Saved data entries
'''
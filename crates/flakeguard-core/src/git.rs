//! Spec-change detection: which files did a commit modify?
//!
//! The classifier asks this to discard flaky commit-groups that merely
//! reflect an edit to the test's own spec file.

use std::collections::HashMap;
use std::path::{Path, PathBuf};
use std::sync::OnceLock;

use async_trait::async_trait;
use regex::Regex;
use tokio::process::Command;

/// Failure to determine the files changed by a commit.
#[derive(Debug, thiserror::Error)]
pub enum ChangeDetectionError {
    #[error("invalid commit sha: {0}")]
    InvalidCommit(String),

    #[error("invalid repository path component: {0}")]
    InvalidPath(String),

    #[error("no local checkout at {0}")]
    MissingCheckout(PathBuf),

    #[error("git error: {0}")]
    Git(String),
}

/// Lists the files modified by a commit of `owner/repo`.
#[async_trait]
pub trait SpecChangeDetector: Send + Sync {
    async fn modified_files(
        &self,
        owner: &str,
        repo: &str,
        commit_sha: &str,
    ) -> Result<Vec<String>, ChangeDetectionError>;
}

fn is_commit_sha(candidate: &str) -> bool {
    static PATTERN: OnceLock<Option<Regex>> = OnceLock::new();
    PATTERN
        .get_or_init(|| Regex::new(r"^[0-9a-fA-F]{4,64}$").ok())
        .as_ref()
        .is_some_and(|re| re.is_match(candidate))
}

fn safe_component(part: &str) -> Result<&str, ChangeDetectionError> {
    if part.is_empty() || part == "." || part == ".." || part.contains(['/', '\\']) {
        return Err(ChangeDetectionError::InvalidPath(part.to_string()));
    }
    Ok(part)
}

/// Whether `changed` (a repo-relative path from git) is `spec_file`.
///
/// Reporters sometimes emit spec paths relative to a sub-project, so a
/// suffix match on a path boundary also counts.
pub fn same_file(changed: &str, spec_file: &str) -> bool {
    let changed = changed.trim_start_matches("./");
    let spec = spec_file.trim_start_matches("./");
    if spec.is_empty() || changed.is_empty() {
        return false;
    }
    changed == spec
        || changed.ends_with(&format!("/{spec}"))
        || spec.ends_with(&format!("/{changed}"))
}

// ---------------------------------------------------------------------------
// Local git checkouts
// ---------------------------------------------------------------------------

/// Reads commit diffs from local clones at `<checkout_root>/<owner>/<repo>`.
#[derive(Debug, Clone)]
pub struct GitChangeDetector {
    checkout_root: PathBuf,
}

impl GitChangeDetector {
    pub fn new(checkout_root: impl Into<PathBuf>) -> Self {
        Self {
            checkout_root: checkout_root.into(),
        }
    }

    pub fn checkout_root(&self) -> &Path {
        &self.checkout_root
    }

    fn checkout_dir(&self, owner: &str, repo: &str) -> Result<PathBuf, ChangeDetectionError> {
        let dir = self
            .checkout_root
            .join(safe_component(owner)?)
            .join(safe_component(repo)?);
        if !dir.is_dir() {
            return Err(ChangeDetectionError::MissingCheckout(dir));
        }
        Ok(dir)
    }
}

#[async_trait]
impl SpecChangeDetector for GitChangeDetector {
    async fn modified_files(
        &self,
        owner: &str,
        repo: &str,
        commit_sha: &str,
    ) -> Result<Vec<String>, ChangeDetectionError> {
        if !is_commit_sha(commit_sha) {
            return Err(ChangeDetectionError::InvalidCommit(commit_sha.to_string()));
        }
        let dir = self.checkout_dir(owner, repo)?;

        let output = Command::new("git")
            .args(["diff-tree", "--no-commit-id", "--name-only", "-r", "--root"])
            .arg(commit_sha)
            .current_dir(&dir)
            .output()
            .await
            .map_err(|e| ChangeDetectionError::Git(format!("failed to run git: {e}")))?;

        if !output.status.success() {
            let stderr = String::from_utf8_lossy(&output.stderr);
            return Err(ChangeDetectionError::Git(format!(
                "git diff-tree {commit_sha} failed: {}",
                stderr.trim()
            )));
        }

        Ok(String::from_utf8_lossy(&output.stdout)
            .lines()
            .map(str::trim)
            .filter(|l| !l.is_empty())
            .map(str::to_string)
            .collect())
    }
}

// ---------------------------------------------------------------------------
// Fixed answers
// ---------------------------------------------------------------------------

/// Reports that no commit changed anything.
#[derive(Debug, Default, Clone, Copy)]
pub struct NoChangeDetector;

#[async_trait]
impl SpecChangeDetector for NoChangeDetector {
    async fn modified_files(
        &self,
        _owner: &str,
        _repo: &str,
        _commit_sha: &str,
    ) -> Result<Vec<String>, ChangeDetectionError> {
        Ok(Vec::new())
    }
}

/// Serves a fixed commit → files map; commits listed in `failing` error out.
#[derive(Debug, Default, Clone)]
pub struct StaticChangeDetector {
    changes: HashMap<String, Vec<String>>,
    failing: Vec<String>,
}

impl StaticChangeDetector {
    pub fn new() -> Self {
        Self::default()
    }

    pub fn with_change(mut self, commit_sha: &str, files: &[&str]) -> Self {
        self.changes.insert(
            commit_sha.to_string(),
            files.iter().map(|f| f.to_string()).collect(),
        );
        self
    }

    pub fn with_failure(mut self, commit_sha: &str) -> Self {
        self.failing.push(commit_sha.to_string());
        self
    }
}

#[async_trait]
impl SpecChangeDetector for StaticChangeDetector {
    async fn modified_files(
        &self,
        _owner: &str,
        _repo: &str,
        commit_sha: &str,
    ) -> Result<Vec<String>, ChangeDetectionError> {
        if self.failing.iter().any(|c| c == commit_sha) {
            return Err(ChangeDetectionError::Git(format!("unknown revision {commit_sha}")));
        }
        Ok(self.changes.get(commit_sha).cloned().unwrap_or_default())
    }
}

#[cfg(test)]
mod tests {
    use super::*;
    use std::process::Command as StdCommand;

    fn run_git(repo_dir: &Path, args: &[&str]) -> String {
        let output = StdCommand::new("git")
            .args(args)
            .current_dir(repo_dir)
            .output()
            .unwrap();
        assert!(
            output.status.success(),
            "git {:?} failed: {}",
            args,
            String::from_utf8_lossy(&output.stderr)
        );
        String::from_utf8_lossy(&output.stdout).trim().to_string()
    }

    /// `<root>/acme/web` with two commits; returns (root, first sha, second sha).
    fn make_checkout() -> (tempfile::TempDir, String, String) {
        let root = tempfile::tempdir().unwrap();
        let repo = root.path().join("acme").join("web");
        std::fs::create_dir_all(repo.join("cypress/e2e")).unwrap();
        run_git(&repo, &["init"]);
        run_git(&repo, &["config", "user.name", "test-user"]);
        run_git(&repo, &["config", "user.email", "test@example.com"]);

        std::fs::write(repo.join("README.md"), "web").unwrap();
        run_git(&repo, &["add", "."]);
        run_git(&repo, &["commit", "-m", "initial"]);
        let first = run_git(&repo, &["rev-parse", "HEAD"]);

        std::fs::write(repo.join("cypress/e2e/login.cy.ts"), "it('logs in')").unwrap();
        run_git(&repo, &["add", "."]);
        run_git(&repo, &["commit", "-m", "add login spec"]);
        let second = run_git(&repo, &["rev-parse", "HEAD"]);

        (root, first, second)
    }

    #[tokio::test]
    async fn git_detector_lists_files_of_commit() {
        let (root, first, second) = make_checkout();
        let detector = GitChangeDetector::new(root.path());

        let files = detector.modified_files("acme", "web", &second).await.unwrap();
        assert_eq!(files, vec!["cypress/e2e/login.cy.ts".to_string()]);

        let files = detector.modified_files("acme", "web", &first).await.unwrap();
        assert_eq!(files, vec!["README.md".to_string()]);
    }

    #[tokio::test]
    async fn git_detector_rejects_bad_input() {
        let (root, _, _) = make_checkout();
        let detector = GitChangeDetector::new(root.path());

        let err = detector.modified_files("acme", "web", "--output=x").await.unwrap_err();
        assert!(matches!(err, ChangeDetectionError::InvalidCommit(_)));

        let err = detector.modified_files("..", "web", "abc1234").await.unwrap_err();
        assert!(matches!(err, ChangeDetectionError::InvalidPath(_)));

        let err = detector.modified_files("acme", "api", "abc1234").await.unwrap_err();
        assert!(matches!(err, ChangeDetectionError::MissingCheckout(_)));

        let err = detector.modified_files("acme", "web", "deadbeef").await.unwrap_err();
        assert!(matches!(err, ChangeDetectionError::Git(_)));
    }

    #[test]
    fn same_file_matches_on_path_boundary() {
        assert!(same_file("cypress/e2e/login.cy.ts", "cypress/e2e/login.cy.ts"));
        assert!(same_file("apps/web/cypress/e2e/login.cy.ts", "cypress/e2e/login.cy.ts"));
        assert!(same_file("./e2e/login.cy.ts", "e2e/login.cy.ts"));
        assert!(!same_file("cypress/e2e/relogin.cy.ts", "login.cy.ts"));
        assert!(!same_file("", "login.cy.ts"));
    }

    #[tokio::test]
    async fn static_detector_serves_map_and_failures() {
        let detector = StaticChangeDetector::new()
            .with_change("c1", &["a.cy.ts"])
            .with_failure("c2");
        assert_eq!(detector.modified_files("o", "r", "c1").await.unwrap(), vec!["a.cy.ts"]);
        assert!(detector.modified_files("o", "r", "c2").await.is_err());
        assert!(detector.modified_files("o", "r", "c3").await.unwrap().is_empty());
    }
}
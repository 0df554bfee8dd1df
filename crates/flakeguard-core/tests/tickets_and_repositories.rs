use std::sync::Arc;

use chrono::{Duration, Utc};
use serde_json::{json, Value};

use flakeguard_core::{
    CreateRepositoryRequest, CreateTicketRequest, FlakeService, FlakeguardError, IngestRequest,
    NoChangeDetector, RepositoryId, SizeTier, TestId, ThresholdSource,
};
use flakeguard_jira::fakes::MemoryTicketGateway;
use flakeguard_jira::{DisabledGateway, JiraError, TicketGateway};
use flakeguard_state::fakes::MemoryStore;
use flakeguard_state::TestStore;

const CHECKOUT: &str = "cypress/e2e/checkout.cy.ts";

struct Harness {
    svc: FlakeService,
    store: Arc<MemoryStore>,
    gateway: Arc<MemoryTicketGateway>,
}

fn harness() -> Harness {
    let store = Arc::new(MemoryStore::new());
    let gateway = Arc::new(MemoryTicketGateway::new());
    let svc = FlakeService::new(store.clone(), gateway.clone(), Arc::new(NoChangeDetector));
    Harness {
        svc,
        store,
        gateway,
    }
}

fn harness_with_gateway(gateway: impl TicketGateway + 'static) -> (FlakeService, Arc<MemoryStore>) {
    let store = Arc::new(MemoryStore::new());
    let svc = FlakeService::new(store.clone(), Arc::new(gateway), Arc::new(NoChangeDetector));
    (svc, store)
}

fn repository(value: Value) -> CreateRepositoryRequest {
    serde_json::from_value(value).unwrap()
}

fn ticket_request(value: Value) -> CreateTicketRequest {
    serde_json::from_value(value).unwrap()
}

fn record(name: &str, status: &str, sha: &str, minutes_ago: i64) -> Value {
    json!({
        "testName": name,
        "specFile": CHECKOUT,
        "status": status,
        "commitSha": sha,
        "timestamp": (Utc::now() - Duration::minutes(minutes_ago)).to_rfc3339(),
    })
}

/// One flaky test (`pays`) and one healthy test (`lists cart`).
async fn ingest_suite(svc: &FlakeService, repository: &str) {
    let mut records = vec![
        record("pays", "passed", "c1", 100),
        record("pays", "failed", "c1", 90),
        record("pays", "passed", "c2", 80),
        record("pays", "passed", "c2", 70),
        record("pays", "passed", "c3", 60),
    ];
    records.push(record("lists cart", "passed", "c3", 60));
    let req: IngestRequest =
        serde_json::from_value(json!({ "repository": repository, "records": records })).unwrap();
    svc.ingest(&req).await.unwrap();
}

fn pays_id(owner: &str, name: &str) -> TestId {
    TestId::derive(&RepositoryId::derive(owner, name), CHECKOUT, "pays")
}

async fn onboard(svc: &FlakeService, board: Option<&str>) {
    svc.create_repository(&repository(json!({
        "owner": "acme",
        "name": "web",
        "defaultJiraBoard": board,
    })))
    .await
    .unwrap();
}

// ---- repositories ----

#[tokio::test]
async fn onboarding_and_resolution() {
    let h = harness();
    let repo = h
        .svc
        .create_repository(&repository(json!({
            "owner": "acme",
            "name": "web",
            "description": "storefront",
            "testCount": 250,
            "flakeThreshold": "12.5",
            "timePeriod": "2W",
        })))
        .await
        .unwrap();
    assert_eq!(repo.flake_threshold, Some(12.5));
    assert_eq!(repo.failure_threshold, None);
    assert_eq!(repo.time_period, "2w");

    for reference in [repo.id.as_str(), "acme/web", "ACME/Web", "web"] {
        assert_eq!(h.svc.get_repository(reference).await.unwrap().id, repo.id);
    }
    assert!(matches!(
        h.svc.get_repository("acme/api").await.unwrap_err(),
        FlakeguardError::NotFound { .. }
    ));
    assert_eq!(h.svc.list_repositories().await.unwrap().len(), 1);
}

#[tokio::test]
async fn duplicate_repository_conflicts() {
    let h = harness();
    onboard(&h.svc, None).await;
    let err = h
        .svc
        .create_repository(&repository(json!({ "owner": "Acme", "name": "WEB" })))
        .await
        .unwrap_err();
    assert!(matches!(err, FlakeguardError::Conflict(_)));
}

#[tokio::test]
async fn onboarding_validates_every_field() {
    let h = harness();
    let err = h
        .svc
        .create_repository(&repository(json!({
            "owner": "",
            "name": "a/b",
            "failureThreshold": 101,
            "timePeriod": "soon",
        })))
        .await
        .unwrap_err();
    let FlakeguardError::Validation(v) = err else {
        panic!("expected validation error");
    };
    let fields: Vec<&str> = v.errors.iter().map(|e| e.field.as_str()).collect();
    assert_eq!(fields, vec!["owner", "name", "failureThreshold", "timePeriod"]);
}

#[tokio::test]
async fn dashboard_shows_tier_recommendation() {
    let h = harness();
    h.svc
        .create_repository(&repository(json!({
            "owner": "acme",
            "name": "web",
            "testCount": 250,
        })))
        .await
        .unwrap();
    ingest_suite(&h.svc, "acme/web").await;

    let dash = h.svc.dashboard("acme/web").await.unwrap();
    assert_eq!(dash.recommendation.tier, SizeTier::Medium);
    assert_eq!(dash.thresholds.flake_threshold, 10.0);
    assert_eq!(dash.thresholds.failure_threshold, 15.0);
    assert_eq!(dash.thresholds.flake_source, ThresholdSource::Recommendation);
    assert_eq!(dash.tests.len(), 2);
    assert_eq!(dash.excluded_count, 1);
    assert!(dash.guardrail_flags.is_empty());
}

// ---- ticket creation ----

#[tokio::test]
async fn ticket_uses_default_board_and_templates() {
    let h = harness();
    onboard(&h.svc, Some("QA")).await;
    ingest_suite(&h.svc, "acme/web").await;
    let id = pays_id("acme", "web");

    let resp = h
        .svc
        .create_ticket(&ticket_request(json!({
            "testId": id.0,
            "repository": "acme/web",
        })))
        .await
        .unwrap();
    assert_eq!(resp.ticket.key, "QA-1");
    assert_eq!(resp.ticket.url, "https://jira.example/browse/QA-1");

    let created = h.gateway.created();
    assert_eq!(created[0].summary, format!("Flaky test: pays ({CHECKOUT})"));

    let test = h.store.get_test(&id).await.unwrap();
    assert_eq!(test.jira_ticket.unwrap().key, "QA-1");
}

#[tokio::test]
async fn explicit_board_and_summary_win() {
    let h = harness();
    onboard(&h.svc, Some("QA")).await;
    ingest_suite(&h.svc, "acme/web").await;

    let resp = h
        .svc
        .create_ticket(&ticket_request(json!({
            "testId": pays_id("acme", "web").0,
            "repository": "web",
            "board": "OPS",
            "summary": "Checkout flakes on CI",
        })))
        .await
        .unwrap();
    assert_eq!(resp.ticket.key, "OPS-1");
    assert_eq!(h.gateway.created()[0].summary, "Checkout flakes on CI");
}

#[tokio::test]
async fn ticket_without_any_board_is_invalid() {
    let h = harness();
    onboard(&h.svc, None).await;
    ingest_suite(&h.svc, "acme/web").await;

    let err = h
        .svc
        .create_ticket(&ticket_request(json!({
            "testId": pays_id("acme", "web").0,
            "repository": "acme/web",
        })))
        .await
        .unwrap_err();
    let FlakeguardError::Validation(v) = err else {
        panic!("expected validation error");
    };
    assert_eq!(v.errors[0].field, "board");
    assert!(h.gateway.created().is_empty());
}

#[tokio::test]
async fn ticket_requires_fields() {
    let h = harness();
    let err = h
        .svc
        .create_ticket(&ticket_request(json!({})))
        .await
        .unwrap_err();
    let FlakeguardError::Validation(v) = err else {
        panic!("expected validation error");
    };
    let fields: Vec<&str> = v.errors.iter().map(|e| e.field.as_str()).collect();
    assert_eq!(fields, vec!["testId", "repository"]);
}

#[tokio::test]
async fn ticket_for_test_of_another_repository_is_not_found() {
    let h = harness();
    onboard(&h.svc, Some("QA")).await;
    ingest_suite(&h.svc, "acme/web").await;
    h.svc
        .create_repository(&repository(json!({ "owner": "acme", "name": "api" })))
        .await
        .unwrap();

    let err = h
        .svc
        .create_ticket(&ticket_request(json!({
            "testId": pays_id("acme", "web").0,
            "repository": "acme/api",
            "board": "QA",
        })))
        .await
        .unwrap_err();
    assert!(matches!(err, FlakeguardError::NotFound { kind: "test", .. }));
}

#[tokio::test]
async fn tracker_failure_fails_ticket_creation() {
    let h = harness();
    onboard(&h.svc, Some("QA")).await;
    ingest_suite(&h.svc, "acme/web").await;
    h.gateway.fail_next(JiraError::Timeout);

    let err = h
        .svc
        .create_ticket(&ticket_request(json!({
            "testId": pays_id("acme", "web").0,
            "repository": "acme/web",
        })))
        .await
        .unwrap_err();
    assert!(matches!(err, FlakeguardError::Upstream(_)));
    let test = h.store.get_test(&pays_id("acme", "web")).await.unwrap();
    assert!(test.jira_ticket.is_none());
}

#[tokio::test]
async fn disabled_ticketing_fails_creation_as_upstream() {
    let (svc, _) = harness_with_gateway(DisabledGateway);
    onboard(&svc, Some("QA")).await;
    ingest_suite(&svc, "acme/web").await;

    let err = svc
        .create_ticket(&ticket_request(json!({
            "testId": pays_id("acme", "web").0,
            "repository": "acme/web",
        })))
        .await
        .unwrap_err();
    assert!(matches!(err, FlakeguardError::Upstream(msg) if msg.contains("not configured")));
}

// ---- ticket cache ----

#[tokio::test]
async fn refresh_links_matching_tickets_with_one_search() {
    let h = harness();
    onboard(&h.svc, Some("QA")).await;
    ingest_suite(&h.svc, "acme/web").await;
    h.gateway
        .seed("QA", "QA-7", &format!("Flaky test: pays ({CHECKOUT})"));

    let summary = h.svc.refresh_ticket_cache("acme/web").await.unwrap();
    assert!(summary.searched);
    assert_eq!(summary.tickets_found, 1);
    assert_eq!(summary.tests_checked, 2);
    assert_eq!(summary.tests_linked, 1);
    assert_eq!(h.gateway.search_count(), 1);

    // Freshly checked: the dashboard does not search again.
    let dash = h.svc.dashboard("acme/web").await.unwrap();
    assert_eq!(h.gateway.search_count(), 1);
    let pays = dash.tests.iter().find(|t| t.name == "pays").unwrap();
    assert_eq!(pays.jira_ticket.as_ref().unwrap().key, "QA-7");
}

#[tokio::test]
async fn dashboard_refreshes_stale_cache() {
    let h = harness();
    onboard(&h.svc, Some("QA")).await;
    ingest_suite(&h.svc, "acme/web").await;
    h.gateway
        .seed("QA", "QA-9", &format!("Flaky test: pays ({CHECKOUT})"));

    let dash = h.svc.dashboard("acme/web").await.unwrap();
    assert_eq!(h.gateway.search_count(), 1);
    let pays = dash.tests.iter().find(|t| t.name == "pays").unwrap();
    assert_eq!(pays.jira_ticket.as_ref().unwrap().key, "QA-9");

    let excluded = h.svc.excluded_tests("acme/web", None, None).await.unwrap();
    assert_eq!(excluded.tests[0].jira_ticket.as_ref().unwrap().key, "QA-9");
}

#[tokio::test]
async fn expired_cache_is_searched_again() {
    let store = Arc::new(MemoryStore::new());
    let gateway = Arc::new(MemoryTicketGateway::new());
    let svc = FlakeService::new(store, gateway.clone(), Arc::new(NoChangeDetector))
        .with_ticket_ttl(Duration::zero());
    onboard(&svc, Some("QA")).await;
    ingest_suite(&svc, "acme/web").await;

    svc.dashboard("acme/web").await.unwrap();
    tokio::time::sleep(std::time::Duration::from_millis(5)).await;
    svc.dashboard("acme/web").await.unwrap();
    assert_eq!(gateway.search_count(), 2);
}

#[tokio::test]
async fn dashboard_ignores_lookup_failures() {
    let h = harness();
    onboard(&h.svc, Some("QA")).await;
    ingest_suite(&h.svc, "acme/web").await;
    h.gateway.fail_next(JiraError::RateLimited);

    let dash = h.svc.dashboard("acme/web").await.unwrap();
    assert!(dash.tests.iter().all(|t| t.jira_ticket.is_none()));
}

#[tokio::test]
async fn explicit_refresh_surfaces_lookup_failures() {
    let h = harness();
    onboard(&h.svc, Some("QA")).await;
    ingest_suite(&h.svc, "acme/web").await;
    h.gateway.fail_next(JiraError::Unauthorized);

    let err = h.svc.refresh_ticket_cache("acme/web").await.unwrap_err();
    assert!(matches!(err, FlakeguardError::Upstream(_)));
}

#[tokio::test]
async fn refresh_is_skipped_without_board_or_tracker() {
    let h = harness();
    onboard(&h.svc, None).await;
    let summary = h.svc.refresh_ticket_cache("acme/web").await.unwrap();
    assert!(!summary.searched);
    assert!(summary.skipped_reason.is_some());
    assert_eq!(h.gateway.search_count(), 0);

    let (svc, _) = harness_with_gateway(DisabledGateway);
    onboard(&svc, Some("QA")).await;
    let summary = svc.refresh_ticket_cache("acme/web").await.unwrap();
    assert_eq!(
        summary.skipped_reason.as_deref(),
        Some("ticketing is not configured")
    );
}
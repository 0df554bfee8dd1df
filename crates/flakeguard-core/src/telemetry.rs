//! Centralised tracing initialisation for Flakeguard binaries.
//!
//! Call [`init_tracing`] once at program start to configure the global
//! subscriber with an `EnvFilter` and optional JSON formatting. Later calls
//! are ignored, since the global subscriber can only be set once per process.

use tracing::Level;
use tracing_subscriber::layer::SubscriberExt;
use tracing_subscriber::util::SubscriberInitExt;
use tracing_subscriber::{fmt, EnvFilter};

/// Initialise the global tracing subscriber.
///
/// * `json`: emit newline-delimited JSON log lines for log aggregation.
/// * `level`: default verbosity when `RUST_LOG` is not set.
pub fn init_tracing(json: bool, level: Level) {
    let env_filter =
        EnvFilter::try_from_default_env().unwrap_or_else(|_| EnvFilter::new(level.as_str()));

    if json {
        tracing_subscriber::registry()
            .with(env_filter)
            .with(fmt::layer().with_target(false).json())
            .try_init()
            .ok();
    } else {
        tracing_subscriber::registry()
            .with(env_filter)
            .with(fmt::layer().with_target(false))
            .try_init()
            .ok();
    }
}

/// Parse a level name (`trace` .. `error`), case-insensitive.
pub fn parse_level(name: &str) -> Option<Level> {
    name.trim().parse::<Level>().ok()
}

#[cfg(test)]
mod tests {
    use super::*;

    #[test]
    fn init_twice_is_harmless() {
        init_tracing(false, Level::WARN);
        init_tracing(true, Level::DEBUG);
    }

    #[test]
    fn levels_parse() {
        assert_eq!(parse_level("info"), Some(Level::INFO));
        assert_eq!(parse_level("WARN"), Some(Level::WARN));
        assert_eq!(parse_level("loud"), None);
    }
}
'''
Work required -
Retrieve each line from the records above where the word "stdout" occurs.

Solution to this task -
        Ok(String::from_utf8_lossy(&output.stdout)
        String::from_utf8_lossy(&output.stdout).trim().to_string()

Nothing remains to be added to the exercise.